• **Work instructions**
Among the entries below, take the line with "use synapse_core::delta::DeltaType;" and the line with "assert_eq!(first.delta.delta_type, DeltaType::Initial);", and output them and every line between them exactly, with nothing else.
══ Data listing
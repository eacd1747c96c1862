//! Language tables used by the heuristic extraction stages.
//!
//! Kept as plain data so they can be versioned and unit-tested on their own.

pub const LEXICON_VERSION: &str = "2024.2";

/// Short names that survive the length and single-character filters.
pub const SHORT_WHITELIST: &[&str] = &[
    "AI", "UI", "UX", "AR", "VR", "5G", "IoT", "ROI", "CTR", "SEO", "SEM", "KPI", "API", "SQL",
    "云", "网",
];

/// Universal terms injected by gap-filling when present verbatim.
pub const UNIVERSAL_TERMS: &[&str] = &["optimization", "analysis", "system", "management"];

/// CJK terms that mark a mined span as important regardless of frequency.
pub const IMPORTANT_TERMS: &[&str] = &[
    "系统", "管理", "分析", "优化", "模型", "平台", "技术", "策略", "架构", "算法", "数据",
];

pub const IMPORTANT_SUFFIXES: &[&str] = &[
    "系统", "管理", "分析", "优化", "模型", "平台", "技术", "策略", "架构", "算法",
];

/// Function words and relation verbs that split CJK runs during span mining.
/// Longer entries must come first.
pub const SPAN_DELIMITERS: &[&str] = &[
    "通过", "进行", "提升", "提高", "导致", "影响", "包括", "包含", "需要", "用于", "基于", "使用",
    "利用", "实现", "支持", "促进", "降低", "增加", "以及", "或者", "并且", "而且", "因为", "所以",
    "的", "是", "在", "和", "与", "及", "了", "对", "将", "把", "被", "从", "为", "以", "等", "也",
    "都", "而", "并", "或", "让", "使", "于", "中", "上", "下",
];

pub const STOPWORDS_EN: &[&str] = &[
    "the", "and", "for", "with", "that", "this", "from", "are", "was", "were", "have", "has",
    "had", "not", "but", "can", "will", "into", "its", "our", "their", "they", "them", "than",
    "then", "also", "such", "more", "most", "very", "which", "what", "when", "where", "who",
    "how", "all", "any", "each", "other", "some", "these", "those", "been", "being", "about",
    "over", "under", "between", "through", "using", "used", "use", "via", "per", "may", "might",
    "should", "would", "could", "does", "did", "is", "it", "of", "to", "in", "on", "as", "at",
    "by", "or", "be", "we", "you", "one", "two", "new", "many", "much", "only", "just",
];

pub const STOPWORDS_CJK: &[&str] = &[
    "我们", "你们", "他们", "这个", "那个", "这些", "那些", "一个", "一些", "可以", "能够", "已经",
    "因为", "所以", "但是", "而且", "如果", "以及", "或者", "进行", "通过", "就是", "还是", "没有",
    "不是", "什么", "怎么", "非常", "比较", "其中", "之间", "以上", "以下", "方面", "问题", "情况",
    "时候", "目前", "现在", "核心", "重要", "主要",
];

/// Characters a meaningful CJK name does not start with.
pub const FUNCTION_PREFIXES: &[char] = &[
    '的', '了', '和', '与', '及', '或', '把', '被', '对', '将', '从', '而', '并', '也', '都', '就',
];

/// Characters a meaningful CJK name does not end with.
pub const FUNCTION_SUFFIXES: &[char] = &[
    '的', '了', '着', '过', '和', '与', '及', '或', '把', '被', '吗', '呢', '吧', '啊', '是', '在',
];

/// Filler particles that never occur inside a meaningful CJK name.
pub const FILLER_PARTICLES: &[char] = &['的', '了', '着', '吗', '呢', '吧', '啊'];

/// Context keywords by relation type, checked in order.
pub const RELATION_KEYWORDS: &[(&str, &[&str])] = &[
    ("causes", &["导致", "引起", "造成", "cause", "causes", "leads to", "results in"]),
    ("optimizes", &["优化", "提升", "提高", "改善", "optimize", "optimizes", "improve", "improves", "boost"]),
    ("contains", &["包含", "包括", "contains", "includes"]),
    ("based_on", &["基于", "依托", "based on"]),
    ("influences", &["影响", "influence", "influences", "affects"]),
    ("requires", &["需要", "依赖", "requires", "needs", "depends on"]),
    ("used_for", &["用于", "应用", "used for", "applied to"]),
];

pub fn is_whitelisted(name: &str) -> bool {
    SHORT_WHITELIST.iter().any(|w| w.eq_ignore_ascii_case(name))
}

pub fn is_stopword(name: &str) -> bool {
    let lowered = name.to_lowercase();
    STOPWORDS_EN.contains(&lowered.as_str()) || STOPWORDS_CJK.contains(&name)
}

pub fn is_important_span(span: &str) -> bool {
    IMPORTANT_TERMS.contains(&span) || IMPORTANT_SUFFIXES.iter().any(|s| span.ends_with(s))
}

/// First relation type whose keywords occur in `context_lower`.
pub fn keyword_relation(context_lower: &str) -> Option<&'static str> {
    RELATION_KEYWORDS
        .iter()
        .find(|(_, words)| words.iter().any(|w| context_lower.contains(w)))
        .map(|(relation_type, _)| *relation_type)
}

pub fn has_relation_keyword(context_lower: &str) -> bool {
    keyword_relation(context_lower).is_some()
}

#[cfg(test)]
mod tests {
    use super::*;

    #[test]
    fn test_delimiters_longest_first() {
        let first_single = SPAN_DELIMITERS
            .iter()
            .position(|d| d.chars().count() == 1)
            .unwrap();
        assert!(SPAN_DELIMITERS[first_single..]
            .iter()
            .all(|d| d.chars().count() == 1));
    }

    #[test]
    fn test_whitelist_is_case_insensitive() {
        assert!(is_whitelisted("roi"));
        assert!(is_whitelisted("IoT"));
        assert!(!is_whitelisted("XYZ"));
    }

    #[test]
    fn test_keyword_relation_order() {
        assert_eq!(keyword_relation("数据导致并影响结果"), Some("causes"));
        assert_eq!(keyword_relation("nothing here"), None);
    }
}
════
══ Data listing
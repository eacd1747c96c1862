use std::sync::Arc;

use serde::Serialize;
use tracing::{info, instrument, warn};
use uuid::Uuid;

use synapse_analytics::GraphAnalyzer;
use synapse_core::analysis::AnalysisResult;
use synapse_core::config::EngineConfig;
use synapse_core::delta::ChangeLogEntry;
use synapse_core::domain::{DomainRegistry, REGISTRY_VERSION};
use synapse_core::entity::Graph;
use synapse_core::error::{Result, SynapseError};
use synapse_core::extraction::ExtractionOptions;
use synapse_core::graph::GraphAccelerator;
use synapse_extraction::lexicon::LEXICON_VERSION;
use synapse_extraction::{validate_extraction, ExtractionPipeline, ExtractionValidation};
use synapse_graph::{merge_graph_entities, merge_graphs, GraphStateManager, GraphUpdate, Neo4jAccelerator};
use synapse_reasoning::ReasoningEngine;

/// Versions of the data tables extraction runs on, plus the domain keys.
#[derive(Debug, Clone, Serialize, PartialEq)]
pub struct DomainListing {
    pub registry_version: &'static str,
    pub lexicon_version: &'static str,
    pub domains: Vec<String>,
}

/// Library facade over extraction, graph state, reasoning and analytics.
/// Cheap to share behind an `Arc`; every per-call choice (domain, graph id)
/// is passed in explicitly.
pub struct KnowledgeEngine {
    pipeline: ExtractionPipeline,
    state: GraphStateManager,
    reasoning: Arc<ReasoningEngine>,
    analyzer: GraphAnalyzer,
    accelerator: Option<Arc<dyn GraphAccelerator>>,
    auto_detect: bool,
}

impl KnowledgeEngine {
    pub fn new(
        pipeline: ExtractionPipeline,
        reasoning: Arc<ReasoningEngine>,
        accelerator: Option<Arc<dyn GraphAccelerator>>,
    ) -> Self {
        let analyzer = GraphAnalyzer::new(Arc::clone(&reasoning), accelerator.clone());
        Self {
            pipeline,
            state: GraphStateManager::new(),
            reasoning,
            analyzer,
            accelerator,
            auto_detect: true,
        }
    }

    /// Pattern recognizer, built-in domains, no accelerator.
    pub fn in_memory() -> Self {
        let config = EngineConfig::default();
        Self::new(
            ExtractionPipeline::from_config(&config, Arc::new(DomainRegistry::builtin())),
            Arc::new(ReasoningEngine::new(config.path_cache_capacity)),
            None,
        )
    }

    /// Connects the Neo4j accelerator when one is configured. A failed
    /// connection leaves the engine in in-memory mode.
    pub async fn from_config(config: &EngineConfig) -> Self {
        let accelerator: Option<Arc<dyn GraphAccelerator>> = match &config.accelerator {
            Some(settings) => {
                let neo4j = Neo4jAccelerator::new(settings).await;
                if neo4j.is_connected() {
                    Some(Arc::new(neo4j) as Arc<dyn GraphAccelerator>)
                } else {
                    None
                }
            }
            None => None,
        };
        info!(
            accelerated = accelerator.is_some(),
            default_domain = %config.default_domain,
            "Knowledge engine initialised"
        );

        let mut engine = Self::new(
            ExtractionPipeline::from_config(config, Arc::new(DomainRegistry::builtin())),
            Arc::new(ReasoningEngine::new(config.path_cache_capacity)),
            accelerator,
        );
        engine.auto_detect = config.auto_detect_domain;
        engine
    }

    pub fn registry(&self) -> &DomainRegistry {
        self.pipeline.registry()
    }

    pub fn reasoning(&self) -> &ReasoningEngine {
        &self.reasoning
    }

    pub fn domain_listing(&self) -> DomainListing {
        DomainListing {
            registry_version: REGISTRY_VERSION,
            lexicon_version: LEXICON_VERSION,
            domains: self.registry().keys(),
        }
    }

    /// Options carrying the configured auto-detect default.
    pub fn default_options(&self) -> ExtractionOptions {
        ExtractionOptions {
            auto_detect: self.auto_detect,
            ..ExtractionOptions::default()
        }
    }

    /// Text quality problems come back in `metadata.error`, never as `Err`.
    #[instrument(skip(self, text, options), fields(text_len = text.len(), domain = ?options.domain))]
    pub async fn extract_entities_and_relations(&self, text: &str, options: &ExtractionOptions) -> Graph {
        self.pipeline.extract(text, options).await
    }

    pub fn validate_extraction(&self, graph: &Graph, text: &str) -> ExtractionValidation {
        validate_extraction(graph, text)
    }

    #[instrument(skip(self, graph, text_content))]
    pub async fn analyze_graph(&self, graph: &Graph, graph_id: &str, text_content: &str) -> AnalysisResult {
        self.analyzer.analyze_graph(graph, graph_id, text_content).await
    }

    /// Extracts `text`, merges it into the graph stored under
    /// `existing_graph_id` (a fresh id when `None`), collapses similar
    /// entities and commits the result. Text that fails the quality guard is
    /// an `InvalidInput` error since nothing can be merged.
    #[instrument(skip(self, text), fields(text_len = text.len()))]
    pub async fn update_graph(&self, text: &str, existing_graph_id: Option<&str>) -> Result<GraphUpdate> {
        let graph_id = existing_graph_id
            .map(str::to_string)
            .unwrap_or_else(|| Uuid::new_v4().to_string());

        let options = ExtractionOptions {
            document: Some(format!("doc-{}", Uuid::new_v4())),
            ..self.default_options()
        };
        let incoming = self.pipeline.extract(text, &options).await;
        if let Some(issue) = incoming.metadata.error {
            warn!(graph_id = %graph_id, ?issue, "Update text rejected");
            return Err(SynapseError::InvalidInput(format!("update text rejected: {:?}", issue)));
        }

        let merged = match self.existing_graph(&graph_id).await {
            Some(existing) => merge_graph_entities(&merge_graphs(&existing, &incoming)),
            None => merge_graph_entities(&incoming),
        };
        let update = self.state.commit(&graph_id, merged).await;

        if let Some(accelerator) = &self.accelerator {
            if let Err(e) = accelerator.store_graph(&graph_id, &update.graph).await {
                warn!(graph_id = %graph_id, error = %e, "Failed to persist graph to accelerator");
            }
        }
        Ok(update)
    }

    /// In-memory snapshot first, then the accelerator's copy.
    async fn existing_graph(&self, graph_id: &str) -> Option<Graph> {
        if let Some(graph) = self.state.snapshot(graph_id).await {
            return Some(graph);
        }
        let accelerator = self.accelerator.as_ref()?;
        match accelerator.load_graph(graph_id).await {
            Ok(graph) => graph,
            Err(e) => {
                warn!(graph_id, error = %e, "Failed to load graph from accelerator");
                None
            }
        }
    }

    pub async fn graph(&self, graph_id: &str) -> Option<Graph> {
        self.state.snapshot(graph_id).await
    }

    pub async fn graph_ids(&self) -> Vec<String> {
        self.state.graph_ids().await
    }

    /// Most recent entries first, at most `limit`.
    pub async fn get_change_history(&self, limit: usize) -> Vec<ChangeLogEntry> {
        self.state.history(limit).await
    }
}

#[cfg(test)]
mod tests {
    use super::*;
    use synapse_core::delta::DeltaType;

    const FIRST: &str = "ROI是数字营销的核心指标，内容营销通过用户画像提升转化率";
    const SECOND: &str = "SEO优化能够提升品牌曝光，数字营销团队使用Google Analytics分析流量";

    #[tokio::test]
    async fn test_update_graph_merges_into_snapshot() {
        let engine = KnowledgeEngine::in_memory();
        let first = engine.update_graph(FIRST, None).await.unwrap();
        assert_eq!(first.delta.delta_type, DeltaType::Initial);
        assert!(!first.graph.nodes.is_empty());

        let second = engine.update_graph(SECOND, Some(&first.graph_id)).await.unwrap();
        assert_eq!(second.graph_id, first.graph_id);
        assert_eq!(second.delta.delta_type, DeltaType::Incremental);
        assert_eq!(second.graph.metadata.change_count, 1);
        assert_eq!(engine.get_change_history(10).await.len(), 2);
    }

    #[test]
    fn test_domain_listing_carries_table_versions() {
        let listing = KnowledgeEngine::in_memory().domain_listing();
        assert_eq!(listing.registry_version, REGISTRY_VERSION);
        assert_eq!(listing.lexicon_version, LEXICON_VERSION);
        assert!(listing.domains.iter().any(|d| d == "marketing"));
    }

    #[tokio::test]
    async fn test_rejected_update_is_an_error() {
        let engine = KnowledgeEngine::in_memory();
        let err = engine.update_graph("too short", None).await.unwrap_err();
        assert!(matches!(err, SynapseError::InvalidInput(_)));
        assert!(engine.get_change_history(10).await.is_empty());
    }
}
════
══ Data listing
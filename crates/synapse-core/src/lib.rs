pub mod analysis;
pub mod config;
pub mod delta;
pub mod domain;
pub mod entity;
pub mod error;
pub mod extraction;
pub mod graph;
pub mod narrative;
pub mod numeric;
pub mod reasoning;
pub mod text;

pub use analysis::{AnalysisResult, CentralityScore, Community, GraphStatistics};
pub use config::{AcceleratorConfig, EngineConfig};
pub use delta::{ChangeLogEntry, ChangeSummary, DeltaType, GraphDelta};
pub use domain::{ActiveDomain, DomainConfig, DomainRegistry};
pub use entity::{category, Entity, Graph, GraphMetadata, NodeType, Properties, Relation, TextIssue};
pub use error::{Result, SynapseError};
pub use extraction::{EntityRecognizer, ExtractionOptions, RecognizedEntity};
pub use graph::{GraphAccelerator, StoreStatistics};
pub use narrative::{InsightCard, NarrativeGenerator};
════
• **Answer below**
    use synapse_core::delta::DeltaType;

    const FIRST: &str = "ROI是数字营销的核心指标，内容营销通过用户画像提升转化率";
    const SECOND: &str = "SEO优化能够提升品牌曝光，数字营销团队使用Google Analytics分析流量";

    #[tokio::test]
    async fn test_update_graph_merges_into_snapshot() {
        let engine = KnowledgeEngine::in_memory();
        let first = engine.update_graph(FIRST, None).await.unwrap();
        assert_eq!(first.delta.delta_type, DeltaType::Initial);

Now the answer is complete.